• [EXERCISE DIRECTIONS]: Please write out all of the entries exactly as they appear.

****

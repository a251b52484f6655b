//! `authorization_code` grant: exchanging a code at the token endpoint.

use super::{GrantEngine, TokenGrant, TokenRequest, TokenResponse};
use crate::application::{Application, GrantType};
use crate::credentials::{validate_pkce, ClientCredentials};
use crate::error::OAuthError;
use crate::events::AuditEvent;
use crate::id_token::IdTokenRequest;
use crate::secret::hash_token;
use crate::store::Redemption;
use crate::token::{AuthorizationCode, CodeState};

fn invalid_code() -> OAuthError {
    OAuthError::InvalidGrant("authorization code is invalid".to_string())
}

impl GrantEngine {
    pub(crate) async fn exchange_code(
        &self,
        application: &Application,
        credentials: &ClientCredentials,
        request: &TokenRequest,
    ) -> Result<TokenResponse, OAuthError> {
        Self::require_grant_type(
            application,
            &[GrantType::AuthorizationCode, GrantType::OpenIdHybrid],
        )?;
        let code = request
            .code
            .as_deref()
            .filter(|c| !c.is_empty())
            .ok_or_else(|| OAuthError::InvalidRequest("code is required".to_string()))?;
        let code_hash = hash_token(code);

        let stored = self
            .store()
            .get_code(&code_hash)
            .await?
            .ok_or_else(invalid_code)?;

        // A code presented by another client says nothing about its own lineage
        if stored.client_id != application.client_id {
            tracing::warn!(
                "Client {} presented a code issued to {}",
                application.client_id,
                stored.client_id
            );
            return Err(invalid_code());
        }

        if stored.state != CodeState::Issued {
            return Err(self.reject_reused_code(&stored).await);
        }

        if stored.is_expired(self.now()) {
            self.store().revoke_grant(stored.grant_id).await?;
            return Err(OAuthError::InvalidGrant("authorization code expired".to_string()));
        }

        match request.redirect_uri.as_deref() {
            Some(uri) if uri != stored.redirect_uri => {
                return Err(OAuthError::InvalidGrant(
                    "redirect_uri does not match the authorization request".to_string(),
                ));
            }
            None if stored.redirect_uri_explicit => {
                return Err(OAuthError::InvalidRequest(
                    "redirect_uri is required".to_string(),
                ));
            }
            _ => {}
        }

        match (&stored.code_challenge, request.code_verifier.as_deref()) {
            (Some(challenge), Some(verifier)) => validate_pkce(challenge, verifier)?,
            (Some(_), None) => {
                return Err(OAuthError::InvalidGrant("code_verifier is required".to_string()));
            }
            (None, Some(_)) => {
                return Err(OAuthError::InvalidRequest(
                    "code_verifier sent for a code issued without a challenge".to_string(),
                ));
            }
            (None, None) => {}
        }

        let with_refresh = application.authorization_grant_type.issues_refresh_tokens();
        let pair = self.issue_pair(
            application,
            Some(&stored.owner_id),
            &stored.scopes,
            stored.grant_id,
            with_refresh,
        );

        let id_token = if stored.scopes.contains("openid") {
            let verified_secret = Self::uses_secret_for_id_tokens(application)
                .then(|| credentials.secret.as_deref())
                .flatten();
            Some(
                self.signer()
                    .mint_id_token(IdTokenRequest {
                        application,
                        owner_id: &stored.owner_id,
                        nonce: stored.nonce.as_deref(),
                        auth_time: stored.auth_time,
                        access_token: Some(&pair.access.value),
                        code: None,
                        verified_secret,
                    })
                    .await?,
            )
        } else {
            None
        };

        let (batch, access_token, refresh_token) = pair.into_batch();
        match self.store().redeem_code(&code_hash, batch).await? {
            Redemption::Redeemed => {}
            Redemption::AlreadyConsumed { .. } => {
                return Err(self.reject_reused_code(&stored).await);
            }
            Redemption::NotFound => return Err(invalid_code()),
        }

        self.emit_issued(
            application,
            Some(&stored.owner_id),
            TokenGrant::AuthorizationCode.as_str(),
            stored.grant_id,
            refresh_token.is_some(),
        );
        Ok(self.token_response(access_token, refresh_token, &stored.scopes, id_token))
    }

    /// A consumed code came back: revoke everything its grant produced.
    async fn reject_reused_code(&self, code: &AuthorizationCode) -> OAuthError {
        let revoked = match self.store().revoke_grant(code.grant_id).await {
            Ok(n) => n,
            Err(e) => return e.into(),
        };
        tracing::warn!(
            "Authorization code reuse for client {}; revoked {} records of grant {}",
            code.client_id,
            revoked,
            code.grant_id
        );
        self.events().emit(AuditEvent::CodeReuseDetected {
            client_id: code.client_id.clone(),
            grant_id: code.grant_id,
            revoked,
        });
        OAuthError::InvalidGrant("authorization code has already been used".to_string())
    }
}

****

• [SOLUTION FOR THIS TASK]:
repository a251b52484f6655b
//! `authorization_code` grant: exchanging a code at the token endpoint.

use super::{GrantEngine, TokenGrant, TokenRequest, TokenResponse};
use crate::application::{Application, GrantType};
use crate::credentials::{validate_pkce, ClientCredentials};
use crate::error::OAuthError;
use crate::events::AuditEvent;
use crate::id_token::IdTokenRequest;
use crate::secret::hash_token;
use crate::store::Redemption;
use crate::token::{AuthorizationCode, CodeState};

fn invalid_code() -> OAuthError {
    OAuthError::InvalidGrant("authorization code is invalid".to_string())
}

impl GrantEngine {
    pub(crate) async fn exchange_code(
        &self,
        application: &Application,
        credentials: &ClientCredentials,
        request: &TokenRequest,
    ) -> Result<TokenResponse, OAuthError> {
        Self::require_grant_type(
            application,
            &[GrantType::AuthorizationCode, GrantType::OpenIdHybrid],
        )?;
        let code = request
            .code
            .as_deref()
            .filter(|c| !c.is_empty())
            .ok_or_else(|| OAuthError::InvalidRequest("code is required".to_string()))?;
        let code_hash = hash_token(code);

        let stored = self
            .store()
            .get_code(&code_hash)
            .await?
            .ok_or_else(invalid_code)?;

        // A code presented by another client says nothing about its own lineage
        if stored.client_id != application.client_id {
            tracing::warn!(
                "Client {} presented a code issued to {}",
                application.client_id,
                stored.client_id
            );
            return Err(invalid_code());
        }

        if stored.state != CodeState::Issued {
            return Err(self.reject_reused_code(&stored).await);
        }

        if stored.is_expired(self.now()) {
            self.store().revoke_grant(stored.grant_id).await?;
            return Err(OAuthError::InvalidGrant("authorization code expired".to_string()));
        }

        match request.redirect_uri.as_deref() {
            Some(uri) if uri != stored.redirect_uri => {
                return Err(OAuthError::InvalidGrant(
                    "redirect_uri does not match the authorization request".to_string(),
                ));
            }
            None if stored.redirect_uri_explicit => {
                return Err(OAuthError::InvalidRequest(
                    "redirect_uri is required".to_string(),
                ));
            }
            _ => {}
        }

        match (&stored.code_challenge, request.code_verifier.as_deref()) {
            (Some(challenge), Some(verifier)) => validate_pkce(challenge, verifier)?,
            (Some(_), None) => {
                return Err(OAuthError::InvalidGrant("code_verifier is required".to_string()));
            }
            (None, Some(_)) => {
                return Err(OAuthError::InvalidRequest(
                    "code_verifier sent for a code issued without a challenge".to_string(),
                ));
            }
            (None, None) => {}
        }

        let with_refresh = application.authorization_grant_type.issues_refresh_tokens();
        let pair = self.issue_pair(
            application,
            Some(&stored.owner_id),
            &stored.scopes,
            stored.grant_id,
            with_refresh,
        );

        let id_token = if stored.scopes.contains("openid") {
            let verified_secret = Self::uses_secret_for_id_tokens(application)
                .then(|| credentials.secret.as_deref())
                .flatten();
            Some(
                self.signer()
                    .mint_id_token(IdTokenRequest {
                        application,
                        owner_id: &stored.owner_id,
                        nonce: stored.nonce.as_deref(),
                        auth_time: stored.auth_time,
                        access_token: Some(&pair.access.value),
                        code: None,
                        verified_secret,
                    })
                    .await?,
            )
        } else {
            None
        };

        let (batch, access_token, refresh_token) = pair.into_batch();
        match self.store().redeem_code(&code_hash, batch).await? {
            Redemption::Redeemed => {}
            Redemption::AlreadyConsumed { .. } => {
                return Err(self.reject_reused_code(&stored).await);
            }
            Redemption::NotFound => return Err(invalid_code()),
        }

        self.emit_issued(
            application,
            Some(&stored.owner_id),
            TokenGrant::AuthorizationCode.as_str(),
            stored.grant_id,
            refresh_token.is_some(),
        );
        Ok(self.token_response(access_token, refresh_token, &stored.scopes, id_token))
    }

    /// A consumed code came back: revoke everything its grant produced.
    async fn reject_reused_code(&self, code: &AuthorizationCode) -> OAuthError {
        let revoked = match self.store().revoke_grant(code.grant_id).await {
            Ok(n) => n,
            Err(e) => return e.into(),
        };
        tracing::warn!(
            "Authorization code reuse for client {}; revoked {} records of grant {}",
            code.client_id,
            revoked,
            code.grant_id
        );
        self.events().emit(AuditEvent::CodeReuseDetected {
            client_id: code.client_id.clone(),
            grant_id: code.grant_id,
            revoked,
        });
        OAuthError::InvalidGrant("authorization code has already been used".to_string())
    }
}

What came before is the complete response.